Every line holding "callbacks" should be copied from the records below.

Segment Start: DATASET EXCERPTS

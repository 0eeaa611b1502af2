//! Content-type detection from magic-byte signatures.
//!
//! The database holds byte patterns with optional masks, anchored either
//! at a fixed offset or searched anywhere within the first
//! [`SIGNATURE_WINDOW`] bytes. Confidence reflects signature specificity.
//! Matching adds hypotheses; it never removes one.

use crate::data_source::DataSource;
use crate::message::{Continuation, Message};
use crate::mime::{Confidence, MimeType, confidence};
use once_cell::sync::Lazy;

use crate::mime::*;

/// Detectors only inspect this many leading bytes.
pub const SIGNATURE_WINDOW: usize = 2048;

/// Controls whether additional, less specific hypotheses of the same
/// pattern are recorded. A local flag: it does not propagate into nested
/// detector invocations.
#[derive(Debug, Clone, Copy)]
pub struct AllowMultiple(pub bool);

#[derive(Debug, Clone, Copy)]
enum Anchor {
    /// Pattern must appear at this byte offset.
    At(usize),
    /// Pattern may appear anywhere in the window.
    Anywhere,
}

#[derive(Debug, Clone, Copy)]
pub struct Signature {
    pattern: &'static [u8],
    /// Bitmask applied to the input before comparison; `None` means exact.
    mask: Option<&'static [u8]>,
    anchor: Anchor,
    mime: &'static str,
    confidence: Confidence,
    /// Recorded only when the caller passed `AllowMultiple(true)`.
    multiple_only: bool,
}

impl Signature {
    const fn at(offset: usize, pattern: &'static [u8], mime: &'static str, confidence: Confidence) -> Self {
        Signature {
            pattern,
            mask: None,
            anchor: Anchor::At(offset),
            mime,
            confidence,
            multiple_only: false,
        }
    }

    const fn anywhere(pattern: &'static [u8], mime: &'static str, confidence: Confidence) -> Self {
        Signature {
            pattern,
            mask: None,
            anchor: Anchor::Anywhere,
            mime,
            confidence,
            multiple_only: false,
        }
    }

    const fn masked(
        offset: usize,
        pattern: &'static [u8],
        mask: &'static [u8],
        mime: &'static str,
        confidence: Confidence,
    ) -> Self {
        Signature {
            pattern,
            mask: Some(mask),
            anchor: Anchor::At(offset),
            mime,
            confidence,
            multiple_only: false,
        }
    }

    const fn multiple(mut self) -> Self {
        self.multiple_only = true;
        self
    }

    fn matches(&self, window: &[u8]) -> bool {
        match self.anchor {
            Anchor::At(offset) => {
                let end = offset + self.pattern.len();
                if window.len() < end {
                    return false;
                }
                matches_masked(&window[offset..end], self.pattern, self.mask)
            }
            Anchor::Anywhere => match self.mask {
                None => memchr::memmem::find(window, self.pattern).is_some(),
                Some(_) => window
                    .windows(self.pattern.len())
                    .any(|w| matches_masked(w, self.pattern, self.mask)),
            },
        }
    }
}

fn matches_masked(input: &[u8], pattern: &[u8], mask: Option<&[u8]>) -> bool {
    match mask {
        None => input == pattern,
        Some(mask) => input
            .iter()
            .zip(pattern.iter().zip(mask.iter()))
            .all(|(i, (p, m))| i & m == p & m),
    }
}

const OLE_MAGIC: &[u8] = &[0xD0, 0xCF, 0x11, 0xE0, 0xA1, 0xB1, 0x1A, 0xE1];

/// The built-in signature database.
pub static DATABASE: Lazy<Vec<Signature>> = Lazy::new(|| {
    vec![
        Signature::at(0, b"%PDF-", PDF_MIME_TYPE, confidence::HIGHEST),
        Signature::at(0, b"{\\rtf", RTF_MIME_TYPE, confidence::HIGHEST),
        Signature::at(0, b"PK\x03\x04", ZIP_MIME_TYPE, confidence::HIGH),
        Signature::at(0, OLE_MAGIC, "application/x-ole-storage", confidence::HIGH),
        // An OLE container may hold an Outlook message; recorded only for
        // callers that asked for every hypothesis.
        Signature::at(0, OLE_MAGIC, MS_MSG_MIME_TYPE, confidence::MEDIUM).multiple(),
        // PST personal folder file.
        Signature::at(0, b"!BDN", OUTLOOK_MIME_TYPE, confidence::HIGH),
        // XML declaration, with and without a UTF-8 BOM.
        Signature::at(0, b"<?xml", XML_MIME_TYPE, confidence::HIGH),
        Signature::at(0, b"\xEF\xBB\xBF<?xml", XML_MIME_TYPE, confidence::HIGH),
        // HTML without an XML declaration.
        Signature::anywhere(b"<html", HTML_MIME_TYPE, confidence::MEDIUM),
        Signature::anywhere(b"<HTML", HTML_MIME_TYPE, confidence::MEDIUM),
        Signature::anywhere(b"<!DOCTYPE html", HTML_MIME_TYPE, confidence::MEDIUM),
        Signature::anywhere(b"<!DOCTYPE HTML", HTML_MIME_TYPE, confidence::MEDIUM),
        // RFC 822 header block openers.
        Signature::at(0, b"Return-Path:", EML_MIME_TYPE, confidence::HIGH),
        Signature::at(0, b"Received:", EML_MIME_TYPE, confidence::HIGH),
        Signature::at(0, b"Delivered-To:", EML_MIME_TYPE, confidence::HIGH),
        Signature::at(0, b"From: ", EML_MIME_TYPE, confidence::MEDIUM),
        Signature::at(0, b"Message-ID:", EML_MIME_TYPE, confidence::MEDIUM),
        // Images.
        Signature::at(0, b"\x89PNG\r\n\x1a\n", "image/png", confidence::HIGHEST),
        Signature::at(0, &[0xFF, 0xD8, 0xFF], "image/jpeg", confidence::HIGHEST),
        Signature::masked(
            0,
            b"GIF8\x00a",
            &[0xFF, 0xFF, 0xFF, 0xFF, 0x00, 0xFF],
            "image/gif",
            confidence::HIGHEST,
        ),
        Signature::at(0, b"II*\x00", "image/tiff", confidence::HIGHEST),
        Signature::at(0, b"MM\x00*", "image/tiff", confidence::HIGHEST),
        Signature::at(0, b"BM", "image/bmp", confidence::MEDIUM),
        Signature::masked(
            0,
            b"RIFF\x00\x00\x00\x00WEBP",
            &[0xFF, 0xFF, 0xFF, 0xFF, 0x00, 0x00, 0x00, 0x00, 0xFF, 0xFF, 0xFF, 0xFF],
            "image/webp",
            confidence::HIGHEST,
        ),
        // Archives.
        Signature::at(0, &[0x1F, 0x8B], "application/gzip", confidence::HIGH),
        Signature::at(257, b"ustar", TAR_MIME_TYPE, confidence::HIGHEST),
    ]
});

/// Test the leading bytes against the signature database.
pub fn detect(data: &mut DataSource, allow_multiple: AllowMultiple) {
    let head = match data.peek(SIGNATURE_WINDOW) {
        Ok(head) => head,
        Err(e) => {
            tracing::warn!(error = %e, "could not read signature window");
            return;
        }
    };
    for signature in DATABASE.iter() {
        if signature.multiple_only && !allow_multiple.0 {
            continue;
        }
        if signature.matches(&head) {
            tracing::debug!(mime = signature.mime, "signature hypothesis");
            data.add_mime_type(MimeType::from_static(signature.mime), signature.confidence);
        }
    }
}

/// Chain element form of [`detect`] with default (single) matching.
pub struct Detector;

impl crate::chain::ChainElement for Detector {
    fn process(
        &mut self,
        message: Message,
        callbacks: &mut crate::chain::MessageCallbacks<'_>,
    ) -> crate::error::Result<Continuation> {
        match message {
            Message::Data(mut data) => {
                detect(&mut data, AllowMultiple(false));
                callbacks.further(Message::Data(data))
            }
            other => callbacks.further(other),
        }
    }

    fn name(&self) -> &'static str {
        "content-type-by-signature"
    }
}

#[cfg(test)]
mod tests {
    use super::*;
    use crate::mime;

    fn detected(bytes: &'static [u8]) -> DataSource {
        let mut data = DataSource::from_static_bytes(bytes);
        detect(&mut data, AllowMultiple(false));
        data
    }

    #[test]
    fn test_pdf_signature() {
        let data = detected(b"%PDF-1.7 rest");
        assert_eq!(
            data.mime_type_confidence(&MimeType::from(mime::PDF_MIME_TYPE)),
            confidence::HIGHEST
        );
    }

    #[test]
    fn test_zip_signature() {
        let data = detected(b"PK\x03\x04\x14\x00\x06\x00rest");
        assert_eq!(
            data.mime_type_confidence(&MimeType::from(mime::ZIP_MIME_TYPE)),
            confidence::HIGH
        );
    }

    #[test]
    fn test_masked_gif_signature() {
        let data = detected(b"GIF89a...");
        assert_eq!(
            data.mime_type_confidence(&MimeType::from("image/gif")),
            confidence::HIGHEST
        );
        let data = detected(b"GIF87a...");
        assert_eq!(
            data.mime_type_confidence(&MimeType::from("image/gif")),
            confidence::HIGHEST
        );
        let data = detected(b"GIF88a...");
        assert_eq!(data.mime_type_confidence(&MimeType::from("image/gif")), 0);
    }

    #[test]
    fn test_offset_anchored_tar() {
        let mut bytes = vec![0u8; 512];
        bytes[257..262].copy_from_slice(b"ustar");
        let mut data = DataSource::from_bytes(bytes);
        detect(&mut data, AllowMultiple(false));
        assert_eq!(
            data.mime_type_confidence(&MimeType::from(mime::TAR_MIME_TYPE)),
            confidence::HIGHEST
        );
    }

    #[test]
    fn test_html_anywhere() {
        let data = detected(b"<html><body><p>Hello <b>World</b></p></body></html>");
        assert!(
            data.mime_type_confidence(&MimeType::from(mime::HTML_MIME_TYPE)) >= confidence::MEDIUM
        );
    }

    #[test]
    fn test_ole_multiple_only_hypothesis() {
        let bytes: &'static [u8] = &[0xD0, 0xCF, 0x11, 0xE0, 0xA1, 0xB1, 0x1A, 0xE1, 0, 0];
        let mut single = DataSource::from_static_bytes(bytes);
        detect(&mut single, AllowMultiple(false));
        assert_eq!(
            single.mime_type_confidence(&MimeType::from(mime::MS_MSG_MIME_TYPE)),
            0
        );
        let mut multiple = DataSource::from_static_bytes(bytes);
        detect(&mut multiple, AllowMultiple(true));
        assert_eq!(
            multiple.mime_type_confidence(&MimeType::from(mime::MS_MSG_MIME_TYPE)),
            confidence::MEDIUM
        );
        assert_eq!(
            multiple.mime_type_confidence(&MimeType::from("application/x-ole-storage")),
            confidence::HIGH
        );
    }

    #[test]
    fn test_no_match_on_unknown_bytes() {
        let data = detected(&[0x00, 0x01, 0x02, 0x03]);
        assert_eq!(data.highest_mime_type_confidence(), 0);
    }

    #[test]
    fn test_matching_is_monotonic() {
        let mut data = DataSource::from_static_bytes(b"%PDF-1.4");
        detect(&mut data, AllowMultiple(false));
        let first = data.highest_mime_type_confidence();
        detect(&mut data, AllowMultiple(false));
        assert_eq!(data.highest_mime_type_confidence(), first);
    }
}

Segment End: DATASET EXCERPTS

[RESULT OF THE TASK]
        callbacks: &mut crate::chain::MessageCallbacks<'_>,
                callbacks.further(Message::Data(data))
            other => callbacks.further(other),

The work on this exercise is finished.